• [Provided material]
>>

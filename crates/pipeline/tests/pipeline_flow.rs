//! End-to-end pipeline tests — full round trips over in-memory
//! collaborators, no external services. All tests are deterministic.

use mw_connectors::{ChatPlatform, LabelScore, Prediction, TextClassifier};
use mw_domain::config::PipelineConfig;
use mw_domain::error::{Error, Result};
use mw_domain::message::{ActorProfile, ChannelInfo, HistoryPage, RawMessage};
use mw_pipeline::ScreeningPipeline;
use std::sync::atomic::{AtomicUsize, Ordering};
use std::sync::Arc;

// ━━━━━━━━━━━━━━━━━━━━━━━━━━━━━━━━━━━━━━━━━━━━━━━━━━━━━━━━━━━━━━━━━━━━━
// In-memory collaborators
// ━━━━━━━━━━━━━━━━━━━━━━━━━━━━━━━━━━━━━━━━━━━━━━━━━━━━━━━━━━━━━━━━━━━━━

/// A channel with paged history; membership and join behavior are
/// configurable per test.
struct FakePlatform {
    channel_exists: bool,
    is_member: bool,
    join_allowed: bool,
    pages: Vec<HistoryPage>,
    history_calls: AtomicUsize,
    resolve_calls: AtomicUsize,
}

impl FakePlatform {
    fn with_pages(pages: Vec<HistoryPage>) -> Self {
        Self {
            channel_exists: true,
            is_member: true,
            join_allowed: true,
            pages,
            history_calls: AtomicUsize::new(0),
            resolve_calls: AtomicUsize::new(0),
        }
    }
}

#[async_trait::async_trait]
impl ChatPlatform for FakePlatform {
    async fn channel_info(&self, channel_id: &str) -> Result<ChannelInfo> {
        if !self.channel_exists {
            return Err(Error::ChannelNotFound(channel_id.into()));
        }
        Ok(ChannelInfo {
            name: "watched-channel".into(),
            is_member: self.is_member,
        })
    }

    async fn join_channel(&self, channel_id: &str) -> Result<()> {
        if !self.join_allowed {
            return Err(Error::JoinForbidden {
                channel: channel_id.into(),
                reason: "is_private".into(),
            });
        }
        Ok(())
    }

    async fn history_page(
        &self,
        _channel_id: &str,
        _cursor: Option<&str>,
        _page_size: u32,
    ) -> Result<HistoryPage> {
        let idx = self.history_calls.fetch_add(1, Ordering::SeqCst);
        self.pages
            .get(idx)
            .cloned()
            .ok_or_else(|| Error::HistoryFetchFailed("no more pages".into()))
    }

    async fn resolve_actor(&self, actor_id: &str) -> Result<ActorProfile> {
        self.resolve_calls.fetch_add(1, Ordering::SeqCst);
        Ok(ActorProfile {
            full_name: format!("User {actor_id}"),
            display_name: actor_id.to_lowercase(),
        })
    }

    async fn post_message(&self, _target: &str, _content: &str) -> Result<()> {
        Ok(())
    }
}

/// Scores text `i` with confidence taken from the text's trailing number
/// divided by 100 ("msg37" → 0.37); lets tests pick per-message scores
/// through the data itself.
struct NumberedClassifier {
    calls: AtomicUsize,
}

#[async_trait::async_trait]
impl TextClassifier for NumberedClassifier {
    async fn classify_batch(&self, texts: &[String]) -> Result<Vec<Prediction>> {
        self.calls.fetch_add(1, Ordering::SeqCst);
        Ok(texts
            .iter()
            .map(|t| {
                let n: u32 = t.trim_start_matches("msg").parse().unwrap_or(0);
                let confidence = n as f32 / 100.0;
                Prediction {
                    scores: vec![
                        LabelScore {
                            label: "sexist".into(),
                            confidence,
                        },
                        LabelScore {
                            label: "not_sexist".into(),
                            confidence: 1.0 - confidence,
                        },
                    ],
                }
            })
            .collect())
    }
}

/// Always returns one result fewer than requested.
struct ShortClassifier;

#[async_trait::async_trait]
impl TextClassifier for ShortClassifier {
    async fn classify_batch(&self, texts: &[String]) -> Result<Vec<Prediction>> {
        Ok(texts
            .iter()
            .skip(1)
            .map(|_| Prediction {
                scores: vec![LabelScore {
                    label: "sexist".into(),
                    confidence: 0.9,
                }],
            })
            .collect())
    }
}

fn raw(actor_id: &str, text: &str) -> RawMessage {
    RawMessage {
        actor_id: actor_id.into(),
        text: text.into(),
        subtype: None,
    }
}

/// 45 primary messages ("msg0".."msg44") over three pages of 20/20/5.
fn paged_history() -> Vec<HistoryPage> {
    let mut pages = Vec::new();
    let bounds = [(0, 20, true), (20, 40, true), (40, 45, false)];
    for (i, (start, end, has_more)) in bounds.into_iter().enumerate() {
        pages.push(HistoryPage {
            messages: (start..end)
                .map(|n| raw(&format!("U{}", n % 3), &format!("msg{n}")))
                .collect(),
            has_more,
            next_cursor: has_more.then(|| format!("cursor{i}")),
        });
    }
    pages
}

fn pipeline(platform: Arc<FakePlatform>, classifier: Arc<dyn TextClassifier>) -> ScreeningPipeline {
    ScreeningPipeline::new(platform, classifier, PipelineConfig::default())
}

// ━━━━━━━━━━━━━━━━━━━━━━━━━━━━━━━━━━━━━━━━━━━━━━━━━━━━━━━━━━━━━━━━━━━━━
// Composed flow
// ━━━━━━━━━━━━━━━━━━━━━━━━━━━━━━━━━━━━━━━━━━━━━━━━━━━━━━━━━━━━━━━━━━━━━

#[tokio::test]
async fn full_round_trip_filters_and_orders() {
    let platform = Arc::new(FakePlatform::with_pages(paged_history()));
    let classifier = Arc::new(NumberedClassifier {
        calls: AtomicUsize::new(0),
    });
    let p = pipeline(platform.clone(), classifier.clone());

    // msg0..msg44 score 0.00..0.44; threshold 0.40 keeps msg41..msg44
    // (0.40 itself is excluded by the strict comparison).
    let scored = p.extract_and_classify("C1", 0.40).await.unwrap();

    let texts: Vec<&str> = scored.iter().map(|s| s.text.as_str()).collect();
    assert_eq!(texts, vec!["msg41", "msg42", "msg43", "msg44"]);
    // Actors survive reassociation: msg41 came from U2 (41 % 3).
    assert_eq!(scored[0].actor, "User U2 (u2)");

    // Three history pages, three classification windows, three unique actors.
    assert_eq!(platform.history_calls.load(Ordering::SeqCst), 3);
    assert_eq!(classifier.calls.load(Ordering::SeqCst), 3);
    assert_eq!(platform.resolve_calls.load(Ordering::SeqCst), 3);
}

#[tokio::test]
async fn nonmember_channel_is_joined_before_fetch() {
    let platform = Arc::new(FakePlatform {
        is_member: false,
        ..FakePlatform::with_pages(paged_history())
    });
    let classifier = Arc::new(NumberedClassifier {
        calls: AtomicUsize::new(0),
    });
    let p = pipeline(platform, classifier);

    let scored = p.extract_and_classify("C1", 0.40).await.unwrap();
    assert_eq!(scored.len(), 4);
}

#[tokio::test]
async fn join_failure_aborts_before_any_history_fetch() {
    let platform = Arc::new(FakePlatform {
        is_member: false,
        join_allowed: false,
        ..FakePlatform::with_pages(paged_history())
    });
    let classifier = Arc::new(NumberedClassifier {
        calls: AtomicUsize::new(0),
    });
    let p = pipeline(platform.clone(), classifier);

    let err = p.extract_and_classify("C1", 0.40).await.unwrap_err();
    assert!(matches!(err, Error::JoinForbidden { .. }));
    assert_eq!(platform.history_calls.load(Ordering::SeqCst), 0);
}

#[tokio::test]
async fn missing_channel_aborts_with_channel_not_found() {
    let platform = Arc::new(FakePlatform {
        channel_exists: false,
        ..FakePlatform::with_pages(vec![])
    });
    let classifier = Arc::new(NumberedClassifier {
        calls: AtomicUsize::new(0),
    });
    let p = pipeline(platform, classifier);

    let err = p.extract_and_classify("C404", 0.5).await.unwrap_err();
    assert!(matches!(err, Error::ChannelNotFound(id) if id == "C404"));
}

#[tokio::test]
async fn short_result_set_yields_mismatch_and_no_partial_output() {
    let platform = Arc::new(FakePlatform::with_pages(paged_history()));
    let p = pipeline(platform, Arc::new(ShortClassifier));

    let err = p.extract_and_classify("C1", 0.1).await.unwrap_err();
    assert!(matches!(
        err,
        Error::ResultCountMismatch { sent: 20, got: 19 }
    ));
}

#[tokio::test]
async fn classify_only_entry_point_works_standalone() {
    // Externally supplied text, no channel involved.
    let platform = Arc::new(FakePlatform::with_pages(vec![]));
    let classifier = Arc::new(NumberedClassifier {
        calls: AtomicUsize::new(0),
    });
    let p = pipeline(platform.clone(), classifier);

    let messages = vec![
        mw_domain::message::Message::new("someone", "msg80"),
        mw_domain::message::Message::new("someone", "msg10"),
    ];
    let scored = p.classify(&messages, 0.5).await.unwrap();

    assert_eq!(scored.len(), 1);
    assert_eq!(scored[0].text, "msg80");
    assert_eq!(platform.history_calls.load(Ordering::SeqCst), 0);
}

<<

• [Exercise directions]
Return each line of the data that contains the string "format".

• [Answer space]
            full_name: format!("User {actor_id}"),
                .map(|n| raw(&format!("U{}", n % 3), &format!("msg{n}")))
            next_cursor: has_more.then(|| format!("cursor{i}")),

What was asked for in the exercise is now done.